■ Exercise brief:
Working through the lines below, return each one that holds "pair".
+ + + + + + +
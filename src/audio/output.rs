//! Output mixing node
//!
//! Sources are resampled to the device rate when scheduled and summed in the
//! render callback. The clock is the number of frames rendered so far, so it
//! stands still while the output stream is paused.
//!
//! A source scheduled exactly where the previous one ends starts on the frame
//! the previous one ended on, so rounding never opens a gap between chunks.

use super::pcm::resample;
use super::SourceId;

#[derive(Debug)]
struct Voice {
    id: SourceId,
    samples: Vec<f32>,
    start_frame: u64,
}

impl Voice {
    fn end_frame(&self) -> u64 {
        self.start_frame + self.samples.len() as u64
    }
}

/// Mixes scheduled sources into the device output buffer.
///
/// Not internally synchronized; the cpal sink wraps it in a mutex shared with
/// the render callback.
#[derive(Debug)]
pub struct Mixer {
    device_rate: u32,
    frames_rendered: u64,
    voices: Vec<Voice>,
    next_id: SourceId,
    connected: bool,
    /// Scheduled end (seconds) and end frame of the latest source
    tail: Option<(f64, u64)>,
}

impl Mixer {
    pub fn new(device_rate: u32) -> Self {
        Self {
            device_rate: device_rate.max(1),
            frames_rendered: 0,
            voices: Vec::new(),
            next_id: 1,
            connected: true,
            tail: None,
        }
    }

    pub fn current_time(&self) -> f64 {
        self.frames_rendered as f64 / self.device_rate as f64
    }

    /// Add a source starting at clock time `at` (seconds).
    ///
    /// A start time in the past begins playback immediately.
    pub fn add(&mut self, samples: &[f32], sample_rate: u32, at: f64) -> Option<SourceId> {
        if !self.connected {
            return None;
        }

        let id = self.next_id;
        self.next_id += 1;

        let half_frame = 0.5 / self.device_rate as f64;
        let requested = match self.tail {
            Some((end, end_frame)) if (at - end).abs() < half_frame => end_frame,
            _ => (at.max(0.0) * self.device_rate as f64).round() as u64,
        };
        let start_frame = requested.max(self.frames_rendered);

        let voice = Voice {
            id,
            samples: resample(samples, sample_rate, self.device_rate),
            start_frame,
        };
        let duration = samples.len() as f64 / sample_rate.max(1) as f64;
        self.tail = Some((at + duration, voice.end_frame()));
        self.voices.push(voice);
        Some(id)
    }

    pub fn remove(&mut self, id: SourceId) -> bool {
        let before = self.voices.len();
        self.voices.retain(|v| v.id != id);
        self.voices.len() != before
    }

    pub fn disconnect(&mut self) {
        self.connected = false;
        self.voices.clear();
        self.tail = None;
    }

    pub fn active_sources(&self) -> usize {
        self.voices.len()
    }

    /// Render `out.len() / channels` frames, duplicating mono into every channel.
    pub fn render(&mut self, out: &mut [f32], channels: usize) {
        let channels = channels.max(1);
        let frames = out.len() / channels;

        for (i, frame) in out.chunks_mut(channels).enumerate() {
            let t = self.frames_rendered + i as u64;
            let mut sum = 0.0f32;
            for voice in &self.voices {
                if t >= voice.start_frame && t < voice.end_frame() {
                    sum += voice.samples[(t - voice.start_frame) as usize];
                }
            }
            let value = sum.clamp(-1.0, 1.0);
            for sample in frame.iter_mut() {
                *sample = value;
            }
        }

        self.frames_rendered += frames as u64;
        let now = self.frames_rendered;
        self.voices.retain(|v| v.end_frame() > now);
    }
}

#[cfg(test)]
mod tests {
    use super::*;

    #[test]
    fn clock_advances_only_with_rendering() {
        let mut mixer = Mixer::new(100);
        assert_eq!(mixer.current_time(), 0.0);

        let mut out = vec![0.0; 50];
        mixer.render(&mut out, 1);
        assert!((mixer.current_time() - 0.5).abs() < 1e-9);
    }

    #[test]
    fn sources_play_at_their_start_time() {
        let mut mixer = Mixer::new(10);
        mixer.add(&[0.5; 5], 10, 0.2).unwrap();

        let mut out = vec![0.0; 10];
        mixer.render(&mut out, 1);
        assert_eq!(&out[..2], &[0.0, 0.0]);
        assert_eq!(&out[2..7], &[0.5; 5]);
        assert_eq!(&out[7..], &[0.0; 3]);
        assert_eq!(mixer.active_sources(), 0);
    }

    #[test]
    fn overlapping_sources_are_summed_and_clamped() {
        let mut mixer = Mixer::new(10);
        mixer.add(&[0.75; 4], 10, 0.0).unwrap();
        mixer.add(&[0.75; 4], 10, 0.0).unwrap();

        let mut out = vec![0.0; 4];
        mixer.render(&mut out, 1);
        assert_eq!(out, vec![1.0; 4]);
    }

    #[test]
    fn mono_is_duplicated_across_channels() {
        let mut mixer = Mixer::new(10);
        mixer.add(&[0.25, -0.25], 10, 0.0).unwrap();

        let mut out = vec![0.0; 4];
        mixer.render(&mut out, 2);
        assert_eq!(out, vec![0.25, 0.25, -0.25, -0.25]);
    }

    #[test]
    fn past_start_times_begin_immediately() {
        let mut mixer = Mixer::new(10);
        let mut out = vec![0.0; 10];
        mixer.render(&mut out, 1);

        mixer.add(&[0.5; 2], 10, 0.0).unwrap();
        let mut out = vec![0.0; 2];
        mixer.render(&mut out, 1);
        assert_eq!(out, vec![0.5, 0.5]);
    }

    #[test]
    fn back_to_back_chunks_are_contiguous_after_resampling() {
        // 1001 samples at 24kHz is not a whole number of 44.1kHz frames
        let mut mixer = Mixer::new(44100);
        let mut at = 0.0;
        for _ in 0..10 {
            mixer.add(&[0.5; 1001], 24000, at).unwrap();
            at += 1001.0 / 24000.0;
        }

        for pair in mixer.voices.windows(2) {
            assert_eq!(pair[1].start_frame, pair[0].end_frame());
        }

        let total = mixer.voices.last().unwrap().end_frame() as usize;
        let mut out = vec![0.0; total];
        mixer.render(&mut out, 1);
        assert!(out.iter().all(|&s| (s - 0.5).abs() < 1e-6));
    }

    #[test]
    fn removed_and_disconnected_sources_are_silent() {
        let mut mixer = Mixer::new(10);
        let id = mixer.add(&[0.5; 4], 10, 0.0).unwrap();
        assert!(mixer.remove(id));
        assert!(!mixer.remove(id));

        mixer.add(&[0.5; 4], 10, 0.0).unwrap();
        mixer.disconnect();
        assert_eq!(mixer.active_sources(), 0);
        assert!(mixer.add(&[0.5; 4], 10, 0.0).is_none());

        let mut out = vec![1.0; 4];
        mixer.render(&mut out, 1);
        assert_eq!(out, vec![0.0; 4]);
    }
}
+ + + + + + +
■ Problem solution:
        for pair in mixer.voices.windows(2) {
            assert_eq!(pair[1].start_frame, pair[0].end_frame());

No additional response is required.